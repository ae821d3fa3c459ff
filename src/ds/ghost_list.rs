//! Bounded recency list of evicted keys.
//!
//! Remembers the last `capacity` eviction victims — keys only, values are
//! gone — so an adaptive policy can recognise a miss on a recently evicted
//! key as a "near-hit": evidence that the evicting segment was too small.
//! Both ARC halves carry one of these.
//!
//! Orientation: back = most recently recorded, front = oldest. A full list
//! drops its front before accepting a new key.

use std::hash::Hash;

use rustc_hash::FxHashMap;

use crate::ds::intrusive_list::IntrusiveList;
use crate::ds::slot_arena::SlotId;

/// Bounded keys-only recency list for ghost tracking.
///
/// # Example
///
/// ```
/// use tricache::ds::GhostList;
///
/// let mut ghost = GhostList::new(2);
/// ghost.record("a");
/// ghost.record("b");
/// ghost.record("c"); // full: "a" is forgotten
///
/// assert!(!ghost.contains(&"a"));
/// assert!(ghost.strike(&"b"));  // ghost hit consumes the entry
/// assert!(!ghost.contains(&"b"));
/// ```
#[derive(Debug)]
pub struct GhostList<K> {
    order: IntrusiveList<K>,
    index: FxHashMap<K, SlotId>,
    capacity: usize,
}

impl<K> GhostList<K>
where
    K: Eq + Hash + Clone,
{
    /// Creates a ghost list remembering at most `capacity` keys.
    ///
    /// Capacity 0 produces a list that ignores every record.
    pub fn new(capacity: usize) -> Self {
        Self {
            order: IntrusiveList::with_capacity(capacity),
            index: FxHashMap::with_capacity_and_hasher(capacity, Default::default()),
            capacity,
        }
    }

    /// Number of keys currently remembered.
    pub fn len(&self) -> usize {
        self.order.len()
    }

    /// Returns `true` if no keys are remembered.
    pub fn is_empty(&self) -> bool {
        self.order.is_empty()
    }

    /// Configured bound.
    pub fn capacity(&self) -> usize {
        self.capacity
    }

    /// Returns `true` if `key` is remembered. This is the ghost-hit probe.
    pub fn contains(&self, key: &K) -> bool {
        self.index.contains_key(key)
    }

    /// Remembers `key` as the most recent victim.
    ///
    /// A key already present is refreshed to the most-recent position; when
    /// full, the oldest remembered key is dropped first.
    pub fn record(&mut self, key: K) {
        if self.capacity == 0 {
            return;
        }
        if let Some(&id) = self.index.get(&key) {
            self.order.move_to_back(id);
            return;
        }
        if self.order.len() >= self.capacity {
            self.forget_oldest();
        }
        let id = self.order.push_back(key.clone());
        self.index.insert(key, id);
    }

    /// Consumes a ghost hit: removes `key` and reports whether it was
    /// remembered.
    pub fn strike(&mut self, key: &K) -> bool {
        match self.index.remove(key) {
            Some(id) => {
                self.order.remove(id);
                true
            },
            None => false,
        }
    }

    /// Forgets everything.
    pub fn clear(&mut self) {
        self.order.clear();
        self.index.clear();
    }

    fn forget_oldest(&mut self) {
        if let Some(old) = self.order.pop_front() {
            self.index.remove(&old);
        }
    }

    #[cfg(any(test, debug_assertions))]
    pub fn debug_validate_invariants(&self) {
        assert_eq!(self.order.len(), self.index.len());
        assert!(self.order.len() <= self.capacity);
        for key in self.order.iter() {
            assert!(self.index.contains_key(key));
        }
        self.order.debug_validate_invariants();
    }
}
//! Unified cache builder across all eviction policies.
//!
//! Produces any policy behind one wrapper type implementing
//! [`CachePolicy`], so driver code can iterate heterogeneous policies
//! without generics gymnastics — the shape a hit-rate harness wants.
//!
//! ```
//! use tricache::builder::{CacheBuilder, PolicyKind};
//! use tricache::traits::CachePolicy;
//!
//! let caches: Vec<_> = [PolicyKind::Lru, PolicyKind::Lfu { max_avg_freq: 10 }]
//!     .into_iter()
//!     .map(|kind| CacheBuilder::new(50).build::<u64, String>(kind))
//!     .collect();
//!
//! for cache in &caches {
//!     cache.put(1, "warm".to_string());
//!     assert_eq!(cache.get_or_default(&1), "warm");
//! }
//! ```

use std::hash::Hash;

use crate::error::ConfigError;
use crate::policy::arc::ArcCache;
use crate::policy::lfu::LfuCache;
use crate::policy::lru::LruCache;
use crate::policy::lru_k::LruKCache;
use crate::policy::sharded::{HashLfuCache, HashLruCache};
use crate::traits::CachePolicy;

/// Which replacement policy to build.
#[derive(Debug, Clone, Copy, PartialEq, Eq)]
pub enum PolicyKind {
    /// Least Recently Used.
    Lru,
    /// Least Frequently Used with average-frequency decay.
    Lfu { max_avg_freq: u64 },
    /// LRU with a K-observation admission gate.
    LruK { k: u64, history_capacity: usize },
    /// Two-part adaptive cache (recency + frequency halves).
    Arc { transform_threshold: u64 },
    /// Sharded LRU (0 shards = host parallelism).
    ShardedLru { shards: usize },
    /// Sharded LFU (0 shards = host parallelism).
    ShardedLfu { shards: usize, max_avg_freq: u64 },
}

impl PolicyKind {
    /// Short human-readable policy name for reports.
    pub fn name(&self) -> &'static str {
        match self {
            PolicyKind::Lru => "lru",
            PolicyKind::Lfu { .. } => "lfu",
            PolicyKind::LruK { .. } => "lru-k",
            PolicyKind::Arc { .. } => "arc",
            PolicyKind::ShardedLru { .. } => "sharded-lru",
            PolicyKind::ShardedLfu { .. } => "sharded-lfu",
        }
    }
}

/// Policy-erased cache produced by [`CacheBuilder`].
pub struct Cache<K, V>
where
    K: Eq + Hash + Clone,
{
    inner: CacheInner<K, V>,
    name: &'static str,
}

enum CacheInner<K, V>
where
    K: Eq + Hash + Clone,
{
    Lru(LruCache<K, V>),
    Lfu(LfuCache<K, V>),
    LruK(LruKCache<K, V>),
    Arc(ArcCache<K, V>),
    ShardedLru(HashLruCache<K, V>),
    ShardedLfu(HashLfuCache<K, V>),
}

impl<K, V> Cache<K, V>
where
    K: Eq + Hash + Clone,
    V: Clone,
{
    /// The policy name this cache was built with.
    pub fn policy_name(&self) -> &'static str {
        self.name
    }

    /// Looks up `key`, returning a clone of the value.
    pub fn get(&self, key: &K) -> Option<V> {
        match &self.inner {
            CacheInner::Lru(cache) => cache.get(key),
            CacheInner::Lfu(cache) => cache.get(key),
            CacheInner::LruK(cache) => cache.get(key),
            CacheInner::Arc(cache) => cache.get(key),
            CacheInner::ShardedLru(cache) => cache.get(key),
            CacheInner::ShardedLfu(cache) => cache.get(key),
        }
    }
}

impl<K, V> CachePolicy<K, V> for Cache<K, V>
where
    K: Eq + Hash + Clone,
    V: Clone,
{
    fn put(&self, key: K, value: V) {
        match &self.inner {
            CacheInner::Lru(cache) => cache.put(key, value),
            CacheInner::Lfu(cache) => cache.put(key, value),
            CacheInner::LruK(cache) => cache.put(key, value),
            CacheInner::Arc(cache) => cache.put(key, value),
            CacheInner::ShardedLru(cache) => cache.put(key, value),
            CacheInner::ShardedLfu(cache) => cache.put(key, value),
        }
    }

    fn get_to(&self, key: &K, out: &mut V) -> bool {
        match &self.inner {
            CacheInner::Lru(cache) => cache.get_to(key, out),
            CacheInner::Lfu(cache) => cache.get_to(key, out),
            CacheInner::LruK(cache) => cache.get_to(key, out),
            CacheInner::Arc(cache) => cache.get_to(key, out),
            CacheInner::ShardedLru(cache) => cache.get_to(key, out),
            CacheInner::ShardedLfu(cache) => cache.get_to(key, out),
        }
    }
}

/// Builder for [`Cache`] instances.
#[derive(Debug, Clone, Copy)]
pub struct CacheBuilder {
    capacity: usize,
}

impl CacheBuilder {
    /// Starts a builder for caches of the given capacity.
    pub fn new(capacity: usize) -> Self {
        Self { capacity }
    }

    /// Builds a cache with the given policy.
    ///
    /// # Panics
    ///
    /// Panics on invalid configuration (e.g. an LFU decay threshold of 0);
    /// use [`try_build`](Self::try_build) to handle that as an error.
    pub fn build<K, V>(self, kind: PolicyKind) -> Cache<K, V>
    where
        K: Eq + Hash + Clone,
        V: Clone,
    {
        let name = kind.name();
        let inner = match kind {
            PolicyKind::Lru => CacheInner::Lru(LruCache::new(self.capacity)),
            PolicyKind::Lfu { max_avg_freq } => {
                CacheInner::Lfu(LfuCache::with_max_avg_freq(self.capacity, max_avg_freq))
            },
            PolicyKind::LruK {
                k,
                history_capacity,
            } => CacheInner::LruK(LruKCache::new(self.capacity, history_capacity, k)),
            PolicyKind::Arc {
                transform_threshold,
            } => CacheInner::Arc(ArcCache::with_threshold(self.capacity, transform_threshold)),
            PolicyKind::ShardedLru { shards } => {
                CacheInner::ShardedLru(HashLruCache::new(self.capacity, shards))
            },
            PolicyKind::ShardedLfu {
                shards,
                max_avg_freq,
            } => CacheInner::ShardedLfu(HashLfuCache::with_max_avg_freq(
                self.capacity,
                shards,
                max_avg_freq,
            )),
        };
        Cache { inner, name }
    }

    /// Builds a cache, reporting invalid configuration as [`ConfigError`].
    pub fn try_build<K, V>(self, kind: PolicyKind) -> Result<Cache<K, V>, ConfigError>
    where
        K: Eq + Hash + Clone,
        V: Clone,
    {
        let name = kind.name();
        let inner = match kind {
            PolicyKind::Lfu { max_avg_freq } => {
                CacheInner::Lfu(LfuCache::try_new(self.capacity, max_avg_freq)?)
            },
            PolicyKind::ShardedLru { shards } => {
                CacheInner::ShardedLru(HashLruCache::try_new(self.capacity, shards)?)
            },
            PolicyKind::ShardedLfu {
                shards,
                max_avg_freq,
            } => CacheInner::ShardedLfu(HashLfuCache::try_new(
                self.capacity,
                shards,
                max_avg_freq,
            )?),
            other => return Ok(self.build(other)),
        };
        Ok(Cache { inner, name })
    }
}

#[cfg(test)]
mod tests {
    use super::*;

    #[test]
    fn every_policy_passes_the_basic_contract() {
        let kinds = [
            PolicyKind::Lru,
            PolicyKind::Lfu { max_avg_freq: 10 },
            PolicyKind::LruK {
                k: 1,
                history_capacity: 16,
            },
            PolicyKind::Arc {
                transform_threshold: 2,
            },
            PolicyKind::ShardedLru { shards: 2 },
            PolicyKind::ShardedLfu {
                shards: 2,
                max_avg_freq: 10,
            },
        ];

        for kind in kinds {
            let cache = CacheBuilder::new(8).build::<u64, String>(kind);
            let name = cache.policy_name();

            cache.put(1, "one".into());
            cache.put(2, "two".into());

            let mut out = String::new();
            assert!(cache.get_to(&1, &mut out), "{name}: expected hit");
            assert_eq!(out, "one", "{name}");

            assert!(!cache.get_to(&99, &mut out), "{name}: expected miss");
            assert_eq!(out, "one", "{name}: miss must not clobber out");

            cache.put(1, "ONE".into());
            assert_eq!(cache.get(&1).as_deref(), Some("ONE"), "{name}: overwrite");
            assert_eq!(cache.get_or_default(&99), "", "{name}: default on miss");
        }
    }

    #[test]
    fn try_build_surfaces_config_errors() {
        let bad = CacheBuilder::new(8).try_build::<u64, u64>(PolicyKind::Lfu { max_avg_freq: 0 });
        assert!(bad.is_err());

        let bad = CacheBuilder::new(2).try_build::<u64, u64>(PolicyKind::ShardedLru { shards: 8 });
        assert!(bad.is_err());

        let ok = CacheBuilder::new(8).try_build::<u64, u64>(PolicyKind::Lru);
        assert!(ok.is_ok());
    }

    #[test]
    fn policy_names_are_stable() {
        assert_eq!(PolicyKind::Lru.name(), "lru");
        assert_eq!(
            PolicyKind::Arc {
                transform_threshold: 2
            }
            .name(),
            "arc"
        );
    }
}
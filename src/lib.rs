//! tricache: bounded in-memory key→value caches with pluggable replacement.
//!
//! Three eviction engines — recency (LRU), frequency with aging (LFU), and
//! an adaptive two-part ARC — plus an LRU-K admission filter and fixed-fanout
//! sharded wrappers. All public cache types share the [`traits::CachePolicy`]
//! contract and synchronise internally, so a `&Cache` can be hammered from
//! many threads.
//!
//! ```
//! use tricache::policy::lru::LruCache;
//! use tricache::traits::CachePolicy;
//!
//! let cache: LruCache<u32, String> = LruCache::new(2);
//! cache.put(1, "one".to_string());
//! cache.put(2, "two".to_string());
//!
//! let mut out = String::new();
//! assert!(cache.get_to(&1, &mut out));
//! assert_eq!(out, "one");
//!
//! cache.put(3, "three".to_string()); // evicts 2, the least recently used
//! assert!(!cache.get_to(&2, &mut out));
//! ```

pub mod ds;
pub mod policy;

pub mod builder;
pub mod error;
pub mod prelude;
pub mod traits;
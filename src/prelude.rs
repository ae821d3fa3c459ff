pub use crate::builder::{Cache, CacheBuilder, PolicyKind};
pub use crate::ds::{FrequencyBuckets, GhostList, IntrusiveList, ShardSelector, SlotArena, SlotId};
pub use crate::error::ConfigError;
pub use crate::policy::arc::ArcCache;
pub use crate::policy::lfu::LfuCache;
pub use crate::policy::lru::LruCache;
pub use crate::policy::lru_k::LruKCache;
pub use crate::policy::sharded::{HashLfuCache, HashLruCache};
pub use crate::traits::{CachePolicy, CoreCache, MutableCache};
────
Please go through the listing and return each line that has "most" in it.

◆ Task response ◆
//! Orientation: back = most recently recorded, front = oldest. A full list
    /// Creates a ghost list remembering at most `capacity` keys.
    /// Remembers `key` as the most recent victim.
    /// A key already present is refreshed to the most-recent position; when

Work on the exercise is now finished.